> Work to be completed: Working from the top of the records below, reproduce each line exactly, ending once you have written the line containing "fn date(s: &str)".

Stored items
- - - - -

#[cfg(test)]
mod tests {
    use super::*;
    use crate::models::{FoodServing, Mesocycle};
    use crate::stats::store::memory::{entry, MemoryRecords};
    use chrono::Duration;

    fn date(s: &str) -> NaiveDate {
        NaiveDate::parse_from_str(s, "%Y-%m-%d").unwrap()
    }

    fn custom(metrics: &[&str], start: &str, end: &str) -> StatsQueryRequest {
        StatsQueryRequest {
            metrics: metrics.iter().map(|m| m.to_string()).collect(),
            date_range_type: "custom".to_string(),
            start_date: Some(date(start)),
            end_date: Some(date(end)),
            ..Default::default()
        }
    }

    fn calories(servings: f64, calories: f64) -> FoodServing {
        FoodServing {
            food_id: 1,
            food_name: "rice".to_string(),
            servings,
            calories,
            protein_grams: 0.0,
            protein_complete: false,
            carbs_grams: 0.0,
            fiber_grams: 0.0,
            sugar_grams: 0.0,
            fat_grams: 0.0,
        }
    }

    fn weights(values: &[(&str, f64)]) -> MemoryRecords {
        MemoryRecords::with_entries(
            values
                .iter()
                .map(|(d, w)| {
                    let mut e = entry(date(d));
                    e.morning_weight = Some(*w);
                    e
                })
                .collect(),
        )
    }

    #[test]
    fn test_calories_end_to_end() {
        let mut first = entry(date("2024-01-01"));
        first.foods = vec![calories(2.0, 250.0)];
        let second = entry(date("2024-01-02"));
        let store = MemoryRecords::with_entries(vec![first, second]);

        let request = custom(&["calories"], "2024-01-01", "2024-01-02");
        let response = execute_with(&store, &request, date("2024-06-01")).unwrap();

        assert_eq!(response.start_date, date("2024-01-01"));
        assert_eq!(response.end_date, date("2024-01-02"));
        let result = &response.metrics[0];
        let values: Vec<_> = result.data.iter().map(|p| p.value).collect();
        assert_eq!(values, vec![Some(500.0), Some(0.0)]);
        assert_eq!(result.average, Some(250.0));
        assert_eq!(result.min_value, Some(0.0));
        assert_eq!(result.max_value, Some(500.0));
        assert_eq!(result.total, Some(500.0));
        assert!(result.comparison.is_none());
    }

    #[test]
    fn test_validation_happens_before_reads() {
        let store = MemoryRecords::default();

        let empty = custom(&[], "2024-01-01", "2024-01-02");
        assert!(matches!(execute_with(&store, &empty, date("2024-01-02")), Err(StatsError::EmptyQuery)));

        let unknown = custom(&["calories", "vo2max"], "2024-01-01", "2024-01-02");
        assert!(matches!(
            execute_with(&store, &unknown, date("2024-01-02")),
            Err(StatsError::UnknownMetric(id)) if id == "vo2max"
        ));

        let missing = custom(&["exercise_weight"], "2024-01-01", "2024-01-02");
        assert!(matches!(
            execute_with(&store, &missing, date("2024-01-02")),
            Err(StatsError::MissingRequiredFilter { filter: "training", .. })
        ));

        let mut missing_supplements = custom(&["supplement_servings"], "2024-01-01", "2024-01-02");
        missing_supplements.supplement_ids = Some(Vec::new());
        assert!(matches!(
            execute_with(&store, &missing_supplements, date("2024-01-02")),
            Err(StatsError::MissingRequiredFilter { .. })
        ));

        let inverted = custom(&["weight"], "2024-02-01", "2024-01-01");
        assert!(matches!(
            execute_with(&store, &inverted, date("2024-01-02")),
            Err(StatsError::InvalidRange(_))
        ));

        assert_eq!(store.reads.get(), 0);
    }

    #[test]
    fn test_oversized_range_rejected_before_reads() {
        let store = weights(&[("2024-01-01", 180.0)]);

        let request = StatsQueryRequest {
            metrics: vec!["weight".to_string(), "calories".to_string()],
            date_range_type: "last_60000000_days".to_string(),
            ..Default::default()
        };
        assert!(matches!(
            execute_with(&store, &request, date("2024-01-02")),
            Err(StatsError::InvalidRange(_))
        ));

        let request = custom(&["weight"], "0001-01-01", "9999-12-31");
        assert!(matches!(
            execute_with(&store, &request, date("2024-01-02")),
            Err(StatsError::InvalidRange(_))
        ));

        let mut request = custom(&["weight"], "2024-01-01", "2024-01-02");
        request.comparison = Some(ComparisonRequest {
            date: None,
            date_range_type: "last_60000000_days".to_string(),
            start_date: None,
            end_date: None,
            mesocycle_id: None,
        });
        assert!(matches!(
            execute_with(&store, &request, date("2024-01-02")),
            Err(StatsError::InvalidRange(_))
        ));

        assert_eq!(store.reads.get(), 0);
    }

    #[test]
    fn test_covering_windows() {
        let r = |a: &str, b: &str| DateRange::new(date(a), date(b)).unwrap();
        let windows = covering_windows(vec![
            r("2024-03-01", "2024-03-07"),
            DateRange::single(date("2024-03-08")),
            r("2020-01-01", "2020-01-03"),
            r("2024-03-05", "2024-03-06"),
        ]);
        assert_eq!(windows, vec![r("2020-01-01", "2020-01-03"), r("2024-03-01", "2024-03-08")]);
    }

    #[test]
    fn test_distant_comparison_reads_only_needed_dates() {
        let store = weights(&[
            ("2020-01-01", 200.0),
            ("2020-01-03", 196.0),
            ("2022-06-15", 999.0),
            ("2024-01-05", 181.0),
            ("2024-01-07", 180.0),
        ]);
        let mut request = custom(&["weight"], "2024-01-01", "2024-01-07");
        request.comparison = Some(ComparisonRequest {
            date: None,
            date_range_type: "custom".to_string(),
            start_date: Some(date("2020-01-01")),
            end_date: Some(date("2020-01-03")),
            mesocycle_id: None,
        });

        let response = execute_with(&store, &request, date("2024-01-07")).unwrap();
        let comparison = response.metrics[0].comparison.as_ref().unwrap();
        assert_eq!(comparison.current_value, Some(180.0));
        assert_eq!(comparison.reference_average, Some(198.0));
        assert_eq!(response.metrics[0].average, Some(180.5));
        // one read per disjoint window
        assert_eq!(store.reads.get(), 2);
    }

    #[test]
    fn test_upstream_failure_fails_query() {
        let store = MemoryRecords {
            fail: true,
            ..Default::default()
        };
        let request = custom(&["weight"], "2024-01-01", "2024-01-07");
        let err = execute_with(&store, &request, date("2024-01-07")).unwrap_err();
        assert!(matches!(err, StatsError::UpstreamRead(_)));
        assert!(!err.is_request_error());
    }

    #[test]
    fn test_weekly_aggregation() {
        // 2024-03-10 is a Sunday
        let store = weights(&[("2024-03-10", 10.0), ("2024-03-12", 20.0), ("2024-03-15", 30.0)]);
        let mut request = custom(&["weight"], "2024-03-10", "2024-03-16");
        request.aggregation = Aggregation::Weekly;

        let response = execute_with(&store, &request, date("2024-03-16")).unwrap();
        let data = &response.metrics[0].data;
        assert_eq!(data.len(), 1);
        assert_eq!(data[0].value, Some(20.0));
        assert_eq!(response.metrics[0].average, Some(20.0));
    }

    #[test]
    fn test_comparison_excludes_current_date() {
        let today = date("2024-05-08");
        let fmt = |d: NaiveDate| d.format("%Y-%m-%d").to_string();
        let (d0, d1, d2) = (fmt(today), fmt(today - Duration::days(1)), fmt(today - Duration::days(2)));
        let store = weights(&[(d0.as_str(), 150.0), (d1.as_str(), 148.0), (d2.as_str(), 149.0)]);

        let mut request = StatsQueryRequest {
            metrics: vec!["weight".to_string()],
            date_range_type: "last_7_days".to_string(),
            ..Default::default()
        };
        request.comparison = Some(ComparisonRequest {
            date: None,
            date_range_type: "custom".to_string(),
            start_date: Some(today - Duration::days(7)),
            end_date: Some(today),
            mesocycle_id: None,
        });

        let response = execute_with(&store, &request, today).unwrap();
        let comparison = response.metrics[0].comparison.as_ref().unwrap();
        assert_eq!(comparison.current_date, today);
        assert_eq!(comparison.current_value, Some(150.0));
        assert_eq!(comparison.reference_average, Some(148.5));
        assert_eq!(comparison.absolute_change, Some(1.5));
    }

    #[test]
    fn test_training_mesocycle_filter_resolves() {
        let store = MemoryRecords {
            mesocycles: vec![Mesocycle {
                id: 1,
                name: "Strength".to_string(),
                description: None,
                start_date: date("2024-01-01"),
                end_date: date("2024-01-31"),
            }],
            ..Default::default()
        };

        let mut request = custom(&["exercise_sets"], "2024-01-01", "2024-01-03");
        request.training_filter_type = Some("mesocycle".to_string());
        request.training_mesocycle_id = Some(1);
        let response = execute_with(&store, &request, date("2024-01-03")).unwrap();
        assert_eq!(response.metrics[0].total, Some(0.0));

        request.training_mesocycle_id = Some(2);
        assert!(matches!(
            execute_with(&store, &request, date("2024-01-03")),
            Err(StatsError::InvalidRange(_))
        ));

        request.training_mesocycle_id = None;
        assert!(matches!(
            execute_with(&store, &request, date("2024-01-03")),
            Err(StatsError::InvalidRequest(_))
        ));
    }

    #[test]
    fn test_request_json_defaults() {
        let request: StatsQueryRequest = serde_json::from_str(
            r#"{"metrics":["calories"],"date_range_type":"custom","start_date":"2024-01-01","end_date":"2024-01-02"}"#,
        )
        .unwrap();
        assert_eq!(request.aggregation, Aggregation::Daily);
        assert_eq!(request.start_date, Some(date("2024-01-01")));
        assert!(request.comparison.is_none());

        let bad_cardio = StatsQueryRequest {
            cardio_filter_type: Some("rowing".to_string()),
            ..custom(&["cardio_speed"], "2024-01-01", "2024-01-02")
        };
        assert!(matches!(
            execute_with(&MemoryRecords::default(), &bad_cardio, date("2024-01-02")),
            Err(StatsError::InvalidRequest(_))
        ));
    }

    #[test]
    fn test_execute_against_sqlite() {
        use crate::models::{log_food, Food, FoodCreate, LogEntryCreate};

        let db = Database::open_in_memory().unwrap();
        db.with_conn(|conn| {
            let food = Food::create(
                conn,
                &FoodCreate {
                    name: "Rice".to_string(),
                    calories: 250.0,
                    ..Default::default()
                },
            )?;
            let day = LogEntry::create(conn, &LogEntryCreate::for_date(date("2024-01-01")))?;
            LogEntry::create(conn, &LogEntryCreate::for_date(date("2024-01-02")))?;
            log_food(conn, day.id, food.id, 2.0)?;
            Ok(())
        })
        .unwrap();

        let request = custom(&["calories"], "2024-01-01", "2024-01-02");
        let response = execute(&db, &request, date("2024-01-02")).unwrap();
        assert_eq!(response.metrics[0].total, Some(500.0));
        assert_eq!(response.metrics[0].average, Some(250.0));
    }
}
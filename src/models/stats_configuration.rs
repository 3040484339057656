//! Saved stats configuration model
//!
//! A named, reusable stats query (metrics, date range, aggregation) with the
//! chart style the dashboard should draw it with. Filters are supplied at run
//! time, not saved.

use chrono::NaiveDate;
use rusqlite::{params, Connection, Row};
use serde::{Deserialize, Serialize};

use crate::db::{DbError, DbResult};

/// Chart style for a saved configuration
#[derive(Debug, Clone, Copy, Default, PartialEq, Eq, Serialize, Deserialize)]
#[serde(rename_all = "lowercase")]
pub enum ChartType {
    #[default]
    Line,
    Bar,
    Area,
}

impl ChartType {
    pub fn as_str(&self) -> &'static str {
        match self {
            ChartType::Line => "line",
            ChartType::Bar => "bar",
            ChartType::Area => "area",
        }
    }

    pub fn from_str(s: &str) -> Option<Self> {
        match s.to_lowercase().as_str() {
            "line" => Some(ChartType::Line),
            "bar" => Some(ChartType::Bar),
            "area" => Some(ChartType::Area),
            _ => None,
        }
    }
}

/// The saved query body, stored as JSON
#[derive(Debug, Clone, PartialEq, Serialize, Deserialize)]
pub struct StatsConfig {
    pub metrics: Vec<String>,
    pub date_range_type: String,
    #[serde(default, skip_serializing_if = "Option::is_none")]
    pub start_date: Option<NaiveDate>,
    #[serde(default, skip_serializing_if = "Option::is_none")]
    pub end_date: Option<NaiveDate>,
    #[serde(default, skip_serializing_if = "Option::is_none")]
    pub mesocycle_id: Option<i64>,
    #[serde(default = "default_aggregation")]
    pub aggregation: String,
    #[serde(default)]
    pub chart_type: ChartType,
}

fn default_aggregation() -> String {
    "daily".to_string()
}

#[derive(Debug, Clone, Serialize, Deserialize)]
pub struct StatsConfiguration {
    pub id: i64,
    pub name: String,
    pub description: Option<String>,
    pub config: StatsConfig,
    pub created_at: String,
    pub updated_at: String,
}

/// Data for creating a configuration
#[derive(Debug, Clone, Serialize, Deserialize)]
pub struct StatsConfigurationCreate {
    pub name: String,
    pub description: Option<String>,
    pub config: StatsConfig,
}

/// Data for updating a configuration; `None` leaves a field unchanged
#[derive(Debug, Clone, Default, Serialize, Deserialize)]
pub struct StatsConfigurationUpdate {
    pub name: Option<String>,
    pub description: Option<String>,
    pub config: Option<StatsConfig>,
}

impl StatsConfiguration {
    fn from_row(row: &Row) -> rusqlite::Result<Self> {
        let raw: String = row.get("config")?;
        let config = serde_json::from_str(&raw).map_err(|e| {
            rusqlite::Error::FromSqlConversionFailure(3, rusqlite::types::Type::Text, Box::new(e))
        })?;

        Ok(Self {
            id: row.get("id")?,
            name: row.get("name")?,
            description: row.get("description")?,
            config,
            created_at: row.get("created_at")?,
            updated_at: row.get("updated_at")?,
        })
    }

    pub fn create(conn: &Connection, data: &StatsConfigurationCreate) -> DbResult<Self> {
        let config = serde_json::to_string(&data.config)?;
        conn.execute(
            "INSERT INTO stats_configurations (name, description, config) VALUES (?1, ?2, ?3)",
            params![data.name, data.description, config],
        )?;

        let id = conn.last_insert_rowid();
        Self::get_by_id(conn, id)?
            .ok_or(DbError::Sqlite(rusqlite::Error::QueryReturnedNoRows))
    }

    pub fn get_by_id(conn: &Connection, id: i64) -> DbResult<Option<Self>> {
        let mut stmt = conn.prepare("SELECT * FROM stats_configurations WHERE id = ?1")?;

        match stmt.query_row([id], Self::from_row) {
            Ok(configuration) => Ok(Some(configuration)),
            Err(rusqlite::Error::QueryReturnedNoRows) => Ok(None),
            Err(e) => Err(e.into()),
        }
    }

    /// List all configurations ordered by name
    pub fn list(conn: &Connection) -> DbResult<Vec<Self>> {
        let mut stmt = conn.prepare("SELECT * FROM stats_configurations ORDER BY name, id")?;
        let configurations = stmt
            .query_map([], Self::from_row)?
            .collect::<Result<Vec<_>, _>>()?;

        Ok(configurations)
    }

    pub fn update(conn: &Connection, id: i64, data: &StatsConfigurationUpdate) -> DbResult<Option<Self>> {
        let Some(existing) = Self::get_by_id(conn, id)? else {
            return Ok(None);
        };

        let name = data.name.clone().unwrap_or(existing.name);
        let description = data.description.clone().or(existing.description);
        let config = serde_json::to_string(data.config.as_ref().unwrap_or(&existing.config))?;

        conn.execute(
            r#"
            UPDATE stats_configurations
            SET name = ?1, description = ?2, config = ?3, updated_at = datetime('now')
            WHERE id = ?4
            "#,
            params![name, description, config, id],
        )?;

        Self::get_by_id(conn, id)
    }

    pub fn delete(conn: &Connection, id: i64) -> DbResult<bool> {
        let rows = conn.execute("DELETE FROM stats_configurations WHERE id = ?1", [id])?;
        Ok(rows > 0)
    }
}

- - - - -

> Response:
#[cfg(test)]
mod tests {
    use super::*;
    use crate::models::{FoodServing, Mesocycle};
    use crate::stats::store::memory::{entry, MemoryRecords};
    use chrono::Duration;

    fn date(s: &str) -> NaiveDate {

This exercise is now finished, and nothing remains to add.